Saved entries
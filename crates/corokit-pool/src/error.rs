//! Error types for the thread pool

use core::fmt;

pub type PoolResult<T> = Result<T, PoolError>;

#[derive(Debug, Clone, PartialEq, Eq)]
pub enum PoolError {
    /// Thread count outside `1..=MAX_POOL_THREADS`, or a bad config value
    InvalidArgument,

    /// Task queue is at capacity
    TooManyTasks,

    /// Task is queued, running or finished-but-not-joined
    TaskInPool,

    /// Task was never pushed, or its result was already taken
    TaskNotPushed,

    /// Pool still has queued or running tasks
    HasTasks,

    /// `join_timeout` deadline passed before the task finished
    Timeout,

    /// OS thread creation failed or the task function panicked
    Unexpected(&'static str),
}

impl fmt::Display for PoolError {
    fn fmt(&self, f: &mut fmt::Formatter<'_>) -> fmt::Result {
        match self {
            PoolError::InvalidArgument => write!(f, "invalid argument"),
            PoolError::TooManyTasks => write!(f, "too many tasks queued"),
            PoolError::TaskInPool => write!(f, "task is still in the pool"),
            PoolError::TaskNotPushed => write!(f, "task was not pushed"),
            PoolError::HasTasks => write!(f, "pool has unfinished tasks"),
            PoolError::Timeout => write!(f, "timed out waiting for task"),
            PoolError::Unexpected(what) => write!(f, "unexpected error: {}", what),
        }
    }
}

impl std::error::Error for PoolError {}

/// A consuming call that failed, handing its receiver back
///
/// `Task::detach`, `Task::delete` and `ThreadPool::shutdown` take `self`;
/// on failure the value comes back here so the caller still owns it.
pub struct Rejected<T> {
    pub value: T,
    pub error: PoolError,
}

impl<T> Rejected<T> {
    pub fn into_inner(self) -> T {
        self.value
    }

    pub fn error(&self) -> &PoolError {
        &self.error
    }
}

impl<T> fmt::Debug for Rejected<T> {
    fn fmt(&self, f: &mut fmt::Formatter<'_>) -> fmt::Result {
        f.debug_struct("Rejected").field("error", &self.error).finish()
    }
}

impl<T> fmt::Display for Rejected<T> {
    fn fmt(&self, f: &mut fmt::Formatter<'_>) -> fmt::Result {
        write!(f, "{}", self.error)
    }
}

impl<T> std::error::Error for Rejected<T> {}
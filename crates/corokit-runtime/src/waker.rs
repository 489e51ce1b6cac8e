//! Wakers that report coroutine ids back to the scheduler
//!
//! `Waker` must be `Send + Sync`, so the wake list is a lock-free
//! `SegQueue` even though every coroutine lives on one thread. The
//! scheduler drains it after each poll and decides which ids become ready.

use corokit_core::id::CoroId;
use crossbeam_queue::SegQueue;
use std::sync::Arc;
use std::task::{Wake, Waker};

/// Ids woken since the scheduler last looked, in wake order
pub(crate) type WakeList = Arc<SegQueue<CoroId>>;

struct CoroWaker {
    id: CoroId,
    woken: WakeList,
}

impl Wake for CoroWaker {
    fn wake(self: Arc<Self>) {
        self.woken.push(self.id);
    }

    fn wake_by_ref(self: &Arc<Self>) {
        self.woken.push(self.id);
    }
}

pub(crate) fn coro_waker(id: CoroId, woken: &WakeList) -> Waker {
    Waker::from(Arc::new(CoroWaker {
        id,
        woken: Arc::clone(woken),
    }))
}
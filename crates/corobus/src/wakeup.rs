//! FIFO wakeup queue
//!
//! Coroutines park at the tail and are resumed from the head. A waiter is
//! removed from the queue either by the wakeup itself or, for a spurious
//! resume or a cancelled wait, by its own guard, so it is never queued
//! twice and never left behind.

use corokit_core::id::CoroId;
use corokit_runtime::{current_id, suspend_until};

use std::cell::{Cell, RefCell};
use std::collections::VecDeque;
use std::task::Waker;

struct Waiter {
    ticket: u64,
    id: CoroId,
    waker: Waker,
}

#[derive(Default)]
pub struct WakeupQueue {
    waiters: RefCell<VecDeque<Waiter>>,
    next_ticket: Cell<u64>,
}

/// Drops the waiter's entry if it is still queued when the wait ends
struct Entry<'a> {
    queue: &'a WakeupQueue,
    ticket: u64,
}

impl Drop for Entry<'_> {
    fn drop(&mut self) {
        self.queue
            .waiters
            .borrow_mut()
            .retain(|w| w.ticket != self.ticket);
    }
}

impl WakeupQueue {
    pub fn new() -> Self {
        Self::default()
    }

    pub fn len(&self) -> usize {
        self.waiters.borrow().len()
    }

    pub fn is_empty(&self) -> bool {
        self.waiters.borrow().is_empty()
    }

    /// Ids of queued coroutines, oldest first
    pub fn waiting_ids(&self) -> Vec<CoroId> {
        self.waiters.borrow().iter().map(|w| w.id).collect()
    }

    /// Suspend the current coroutine at the tail until a wakeup reaches it
    pub async fn wait(&self) {
        let ticket = self.next_ticket.get();
        self.next_ticket.set(ticket + 1);
        let _entry = Entry { queue: self, ticket };

        suspend_until(|waker| {
            self.waiters.borrow_mut().push_back(Waiter {
                ticket,
                id: current_id(),
                waker: waker.clone(),
            });
        })
        .await;
    }

    /// Resume the oldest waiter. No-op on an empty queue.
    pub fn wakeup_first(&self) -> bool {
        let head = self.waiters.borrow_mut().pop_front();
        match head {
            Some(waiter) => {
                waiter.waker.wake();
                true
            }
            None => false,
        }
    }

    /// Resume up to `n` waiters in FIFO order, returning how many were woken
    pub fn wakeup_n(&self, n: usize) -> usize {
        let mut woken = 0;
        while woken < n && self.wakeup_first() {
            woken += 1;
        }
        woken
    }

    pub fn wakeup_all(&self) -> usize {
        let drained: Vec<Waiter> = self.waiters.borrow_mut().drain(..).collect();
        let count = drained.len();
        for waiter in drained {
            waiter.waker.wake();
        }
        count
    }
}

#[cfg(test)]
mod tests {
    use super::*;
    use corokit_runtime::Scheduler;
    use std::rc::Rc;

    #[test]
    fn test_wakeup_empty_is_noop() {
        let queue = WakeupQueue::new();
        assert!(!queue.wakeup_first());
        assert_eq!(queue.wakeup_all(), 0);
        assert_eq!(queue.wakeup_n(3), 0);
    }

    #[test]
    fn test_wakeup_order_is_fifo() {
        let sched = Scheduler::default();
        let queue = Rc::new(WakeupQueue::new());
        let order = Rc::new(RefCell::new(Vec::new()));

        let mut ids = Vec::new();
        for i in 0..3 {
            let (q, o) = (queue.clone(), order.clone());
            ids.push(
                sched
                    .spawn(async move {
                        q.wait().await;
                        o.borrow_mut().push(i);
                    })
                    .unwrap(),
            );
        }
        sched.run().unwrap();
        assert_eq!(queue.waiting_ids(), ids);

        assert!(queue.wakeup_first());
        sched.run().unwrap();
        assert_eq!(*order.borrow(), [0]);

        assert_eq!(queue.wakeup_n(5), 2);
        sched.run().unwrap();
        assert_eq!(*order.borrow(), [0, 1, 2]);
        assert!(queue.is_empty());
    }

    #[test]
    fn test_dropped_wait_leaves_queue() {
        let sched = Scheduler::default();
        let queue = Rc::new(WakeupQueue::new());
        let q = queue.clone();
        sched.spawn(async move { q.wait().await }).unwrap();
        sched.run().unwrap();
        assert_eq!(queue.len(), 1);

        // Dropping the scheduler drops the suspended future and its entry.
        drop(sched);
        assert!(queue.is_empty());
    }
}
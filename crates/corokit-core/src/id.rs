//! Coroutine identifier type

use core::fmt;

use crate::constants::CORO_NONE;

/// Identifier of a coroutine within one scheduler
///
/// Ids are handed out in spawn order and never reused by the same
/// scheduler. The maximum value (u32::MAX) is reserved as a sentinel
/// for "no coroutine".
#[derive(Clone, Copy, PartialEq, Eq, PartialOrd, Ord, Hash)]
#[repr(transparent)]
pub struct CoroId(u32);

impl CoroId {
    /// Sentinel value indicating no coroutine
    pub const NONE: CoroId = CoroId(CORO_NONE);

    #[inline]
    pub const fn new(id: u32) -> Self {
        CoroId(id)
    }

    #[inline]
    pub const fn as_u32(self) -> u32 {
        self.0
    }

    #[inline]
    pub const fn is_none(self) -> bool {
        self.0 == CORO_NONE
    }

    #[inline]
    pub const fn is_some(self) -> bool {
        self.0 != CORO_NONE
    }
}

impl From<u32> for CoroId {
    #[inline]
    fn from(id: u32) -> Self {
        CoroId(id)
    }
}

impl From<CoroId> for u32 {
    #[inline]
    fn from(id: CoroId) -> Self {
        id.0
    }
}

impl fmt::Debug for CoroId {
    fn fmt(&self, f: &mut fmt::Formatter<'_>) -> fmt::Result {
        if self.is_none() {
            write!(f, "CoroId(NONE)")
        } else {
            write!(f, "CoroId({})", self.0)
        }
    }
}

impl fmt::Display for CoroId {
    fn fmt(&self, f: &mut fmt::Formatter<'_>) -> fmt::Result {
        if self.is_none() {
            write!(f, "none")
        } else {
            write!(f, "coro#{}", self.0)
        }
    }
}

impl Default for CoroId {
    fn default() -> Self {
        CoroId::NONE
    }
}
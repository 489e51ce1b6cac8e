//! Error types for the coroutine scheduler

use core::fmt;

/// Result type for scheduler operations
pub type SchedResult<T> = Result<T, SchedError>;

#[derive(Debug, Clone, PartialEq, Eq)]
pub enum SchedError {
    /// `spawn` called outside of a running scheduler
    NotInitialized,

    /// Live coroutine limit reached
    TooManyCoroutines,

    /// `run` exceeded the configured poll budget
    BudgetExhausted { polls: u64 },

    /// Ready queue drained while the root coroutine was still suspended
    Deadlock { blocked: usize },

    /// Rejected by `SchedulerConfig::validate`
    InvalidConfig(&'static str),
}

impl fmt::Display for SchedError {
    fn fmt(&self, f: &mut fmt::Formatter<'_>) -> fmt::Result {
        match self {
            SchedError::NotInitialized => write!(f, "no scheduler running on this thread"),
            SchedError::TooManyCoroutines => write!(f, "coroutine limit reached"),
            SchedError::BudgetExhausted { polls } => {
                write!(f, "poll budget exhausted after {} polls", polls)
            }
            SchedError::Deadlock { blocked } => {
                write!(f, "deadlock: {} coroutines blocked with no pending wakeup", blocked)
            }
            SchedError::InvalidConfig(msg) => write!(f, "invalid scheduler config: {}", msg),
        }
    }
}

impl std::error::Error for SchedError {}

#[cfg(test)]
mod tests {
    use super::*;

    #[test]
    fn test_error_display() {
        assert_eq!(
            SchedError::Deadlock { blocked: 2 }.to_string(),
            "deadlock: 2 coroutines blocked with no pending wakeup"
        );
        assert_eq!(
            SchedError::InvalidConfig("max_coroutines must be at least 1").to_string(),
            "invalid scheduler config: max_coroutines must be at least 1"
        );
    }
}
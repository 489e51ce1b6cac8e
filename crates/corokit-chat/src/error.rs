//! Error types for the chat transport

use core::fmt;
use std::io;

use nix::errno::Errno;

pub type ChatResult<T> = Result<T, ChatError>;

#[derive(Debug, Clone, Copy, PartialEq, Eq)]
pub enum ChatError {
    /// `update` or `feed` before `connect`/`listen`, or after teardown
    NotStarted,

    /// Second `connect` or `listen` on the same endpoint
    AlreadyStarted,

    /// Malformed address or empty input
    InvalidArgument,

    /// An OS call failed; the connection it belonged to is gone
    Sys(io::ErrorKind),

    /// Nothing became ready before the deadline
    Timeout,

    /// `listen` port is taken (`EADDRINUSE`)
    PortBusy,

    /// Host name did not resolve to an IPv4 address
    NoAddr,
}

impl ChatError {
    /// Build from the calling thread's current errno
    pub fn last_os() -> Self {
        Self::from_errno(Errno::last())
    }

    pub fn from_errno(errno: Errno) -> Self {
        match errno {
            Errno::EADDRINUSE => ChatError::PortBusy,
            other => ChatError::Sys(io::Error::from_raw_os_error(other as i32).kind()),
        }
    }

    /// Every error except `Timeout` means the call did not do its job
    pub fn is_fatal(&self) -> bool {
        !matches!(self, ChatError::Timeout)
    }
}

impl fmt::Display for ChatError {
    fn fmt(&self, f: &mut fmt::Formatter<'_>) -> fmt::Result {
        match self {
            ChatError::NotStarted => write!(f, "endpoint is not started"),
            ChatError::AlreadyStarted => write!(f, "endpoint is already started"),
            ChatError::InvalidArgument => write!(f, "invalid argument"),
            ChatError::Sys(kind) => write!(f, "system error: {}", kind),
            ChatError::Timeout => write!(f, "timed out"),
            ChatError::PortBusy => write!(f, "port is already in use"),
            ChatError::NoAddr => write!(f, "address did not resolve"),
        }
    }
}

impl std::error::Error for ChatError {}

impl From<io::Error> for ChatError {
    fn from(err: io::Error) -> Self {
        match err.raw_os_error() {
            Some(code) => ChatError::from_errno(Errno::from_raw(code)),
            None => ChatError::Sys(err.kind()),
        }
    }
}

EXERCISE OBJECTIVE
Filter the records for lines holding the string "address". Copy each one.

EXPECTED OUTPUT
    /// Malformed address or empty input
    /// Host name did not resolve to an IPv4 address
            ChatError::NoAddr => write!(f, "address did not resolve"),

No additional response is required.